Мурат забил мяч на наш балкон, сунул два пальца в рот и свистнул, но на балкон никто не вышел, и Мурат стал привычно карабкаться по водосточной трубе. Он проделал это легко и быстро, я бы сказал – беспечно, еще не зная, что преодолевает ровно четыре метра, отделяющих его футбольное детство от всей дальнейшей жизни. Да, это был роковой для него и для нашей семьи подъем.

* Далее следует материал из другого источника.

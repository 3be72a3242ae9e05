use crate::shared::bounding_box::BoundingBox;
use crate::shared::frame::Frame;

/// Domain interface for face localization.
///
/// `frame` may be a full camera frame or a crop of one; returned boxes are in
/// the coordinates of the frame passed in. An empty `Vec` means no faces; a
/// fault is reported as an error, never as an empty result.
pub trait FaceDetector: Send {
    fn detect(&mut self, frame: &Frame) -> Result<Vec<BoundingBox>, Box<dyn std::error::Error>>;
}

Мяч лежал у перил рядом с тазом дозревающей айвы, но дверь в комнату была приоткрыта, и потому, прежде чем прихватить вместе с мячом сочную айву, Мурат заглянул в квартиру.
И обмер.
На диване лежала абсолютно голая Сонька. Она лежала на животе, перед ней были ноты, а простыня, которой Сонька укрывалась, сползла с ее спины на пол, потому что, видите ли, и под простыней Соньке было жарко. Упершись локтями в валик дивана, Сонька разучивала Второй концерт Рахманинова. Мурат не знал, что она разучивает Рахманинова, хотя если бы и знал – ну что бы это изменило? Он увидел мою сестру Соньку, он увидел ее сразу всю – так измученный жарой солдат разом выпивает ковш колодезной воды. Эта мерзавка лежала на диване голая, выставив свою белую девятнадцатилетнюю попку и распустив по плечам тяжелые роскошные волосы. Хмуря тонкие брови, сосредоточенно и серьезно, с вдохновением школьницы она распевала Второй концерт Рахманинова, а такт отбивала голой ножкой по валику дивана.